◆ What is expected
Report how many lines in the data below hold the string "validation". Nothing else should appear in the answer.

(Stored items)
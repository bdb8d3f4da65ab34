use thiserror::Error;

/// Errors produced by validation and normalization primitives.
#[derive(Debug, Error, PartialEq, Eq)]
pub enum TypeError {
    /// A mobile directory number failed the 8–11 digit contract.
    #[error("mdn must be 8-11 digits")]
    InvalidMdn,

    /// A free-text input exceeded its length cap.
    #[error("{field} must not exceed {max} characters")]
    TooLong { field: String, max: usize },

    /// A free-text input had the wrong shape (empty where required).
    #[error("{field} cannot be empty or whitespace-only")]
    Empty { field: String },

    /// A resource key did not carry its collection's prefix.
    #[error("Resource name must start with \"{prefix}\"")]
    BadResourcePrefix { prefix: String },
}

/// Convenience alias for validation results.
pub type Result<T> = std::result::Result<T, TypeError>;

◆ Solution to this problem
2